> **What the exercise asks**
Extract every record, keeping each one exactly as it is.

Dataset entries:
+++

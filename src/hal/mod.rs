//! Hardware Abstraction Layer for RustTiltMorse.
//!
//! Thin wrappers around the sensor bus and ESP-IDF peripherals.
//! Business logic stays in core modules, HAL is just I/O.

pub mod icm42670;

#[cfg(target_os = "espidf")]
pub mod esp;

pub use icm42670::{Icm42670, SensorError, ICM42670_ADDR};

+++

> **Final answer**
filename src/hal/mod.rs
//! Hardware Abstraction Layer for RustTiltMorse.
//!
//! Thin wrappers around the sensor bus and ESP-IDF peripherals.
//! Business logic stays in core modules, HAL is just I/O.

pub mod icm42670;

#[cfg(target_os = "espidf")]
pub mod esp;

pub use icm42670::{Icm42670, SensorError, ICM42670_ADDR};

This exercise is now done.